Yes, most licensed lines run youth sizes, and matching family sets show up every season. Pair a mini Vader with a full-size Vader and watch the grandparents lose their minds. Our Kids Ugly Sweaters guide covers the best options for the small padawans in your life.
How do I wash an ugly Christmas sweater?
Cold wash, gentle cycle, dry flat. Acrylic knits hold their color well but hate the dryer, which shrinks them into toddler sizes with alarming speed. If your sweater has lights, pull the battery pack first. Electrocuting Chewbacca is a war crime in at least twelve systems.
Where can I buy a Star Wars ugly sweater?
Amazon carries the widest range of officially licensed designs with fast shipping, and Tipsy Elves and UglyChristmasSweater.com stock party-grade options too. Look for officially licensed wording in the listing so you know Lucasfilm approved it. These are licensed designs we do not make ourselves, so shop the established retailers rather than our own shop.

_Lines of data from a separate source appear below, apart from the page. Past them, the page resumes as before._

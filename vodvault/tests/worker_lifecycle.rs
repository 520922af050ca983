//! Lifecycle tests across the queue and the job store, exercising the same
//! sequences the worker performs per job.

use std::time::Duration;

use vodvault::database::jobs::{JobStore, StatusUpdate};
use vodvault::database::models::JobStatus;
use vodvault::database::{init_pool, run_migrations};
use vodvault::queue::JobQueue;

async fn setup() -> (JobStore, JobQueue, tempfile::TempDir) {
    let dir = tempfile::tempdir().unwrap();
    let url = format!("sqlite://{}/worker.db", dir.path().display());
    let pool = init_pool(&url).await.unwrap();
    run_migrations(&pool).await.unwrap();
    (JobStore::new(pool.clone()), JobQueue::new(pool), dir)
}

async fn insert_job(store: &JobStore, id: &str) {
    sqlx::query("INSERT INTO jobs (id, url, title) VALUES (?, ?, ?)")
        .bind(id)
        .bind("https://example.com/stream/index.m3u8")
        .bind("lifecycle clip")
        .execute(store.pool())
        .await
        .unwrap();
}

async fn status_of(store: &JobStore, id: &str) -> (String, i64, Option<String>) {
    sqlx::query_as("SELECT status, progress, error_message FROM jobs WHERE id = ?")
        .bind(id)
        .fetch_one(store.pool())
        .await
        .unwrap()
}

#[tokio::test]
async fn retry_cycle_puts_the_job_back_on_the_queue() {
    let (store, queue, _dir) = setup().await;
    insert_job(&store, "job-retry").await;
    queue.push("job-retry").await.unwrap();

    let popped = queue.pop(Duration::from_secs(1)).await.unwrap();
    assert_eq!(popped.as_deref(), Some("job-retry"));

    // The runner's retry path: reset to pending, bump the count, re-enqueue.
    store.requeue_for_retry("job-retry", 1).await.unwrap();
    queue.push("job-retry").await.unwrap();

    let (status, _, _) = status_of(&store, "job-retry").await;
    assert_eq!(status, "pending");

    let popped_again = queue.pop(Duration::from_secs(1)).await.unwrap();
    assert_eq!(popped_again.as_deref(), Some("job-retry"));
    assert_eq!(queue.pop(Duration::from_millis(50)).await.unwrap(), None);
}

#[tokio::test]
async fn cancellation_wins_every_race_with_the_worker() {
    let (store, _queue, _dir) = setup().await;
    insert_job(&store, "job-cancel").await;

    store
        .update_status("job-cancel", JobStatus::Downloading, StatusUpdate::progress(0))
        .await
        .unwrap();
    store
        .update_status("job-cancel", JobStatus::Downloading, StatusUpdate::progress(47))
        .await
        .unwrap();

    // External client cancels while the worker is mid-download.
    sqlx::query("UPDATE jobs SET status = 'cancelled' WHERE id = 'job-cancel'")
        .execute(store.pool())
        .await
        .unwrap();
    assert!(store.is_cancelled("job-cancel").await);

    // In-flight worker writes land after the cancel; all must bounce.
    store
        .update_status("job-cancel", JobStatus::Downloading, StatusUpdate::progress(53))
        .await
        .unwrap();
    store
        .update_status(
            "job-cancel",
            JobStatus::Completed,
            StatusUpdate {
                file_path: Some("/downloads/completed/lifecycle clip.mp4".into()),
                file_size: Some(1024),
                ..StatusUpdate::default()
            },
        )
        .await
        .unwrap();

    let (status, progress, _) = status_of(&store, "job-cancel").await;
    assert_eq!(status, "cancelled");
    assert_eq!(progress, 47);
}

#[tokio::test]
async fn terminal_failure_persists_the_classifier_message() {
    let (store, _queue, _dir) = setup().await;
    insert_job(&store, "job-fail").await;

    store
        .update_status(
            "job-fail",
            JobStatus::Failed,
            StatusUpdate {
                error_message: Some(
                    "link expired or blocked: 21 segments failed with HTTP 403/474 errors".into(),
                ),
                ..StatusUpdate::default()
            },
        )
        .await
        .unwrap();

    let (status, _, error_message) = status_of(&store, "job-fail").await;
    assert_eq!(status, "failed");
    assert!(error_message.unwrap().contains("403/474"));
}

#[tokio::test]
async fn progress_is_monotone_across_a_normal_run() {
    let (store, _queue, _dir) = setup().await;
    insert_job(&store, "job-ok").await;

    let mut last = -1i64;
    for progress in [0i64, 5, 21, 45, 85, 90, 95] {
        let status = if progress < 90 {
            JobStatus::Downloading
        } else {
            JobStatus::Processing
        };
        store
            .update_status("job-ok", status, StatusUpdate::progress(progress))
            .await
            .unwrap();
        let (_, persisted, _) = status_of(&store, "job-ok").await;
        assert!(persisted >= last);
        last = persisted;
    }

    store
        .update_status("job-ok", JobStatus::Completed, StatusUpdate::default())
        .await
        .unwrap();
    let (status, progress, _) = status_of(&store, "job-ok").await;
    assert_eq!(status, "completed");
    assert_eq!(progress, 100);
}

The Festive Folks’ Verdict
Buy an ugly Christmas sweater, you must. If we could only keep one pick from this list, the “I AM YOUR FATHER CHRISTMAS!” sweater takes the crown for pure pun density, with The Imperial Walker close behind for knit craftsmanship and the antlered R2-D2 winning the hearts of everyone who sees it. Order early, because licensed designs sell out of common sizes well before mid-December, and a backup sweater on the shelf protects you from thunder-stealing emergencies. We make no promises about the force, but may the warmth be with you, always.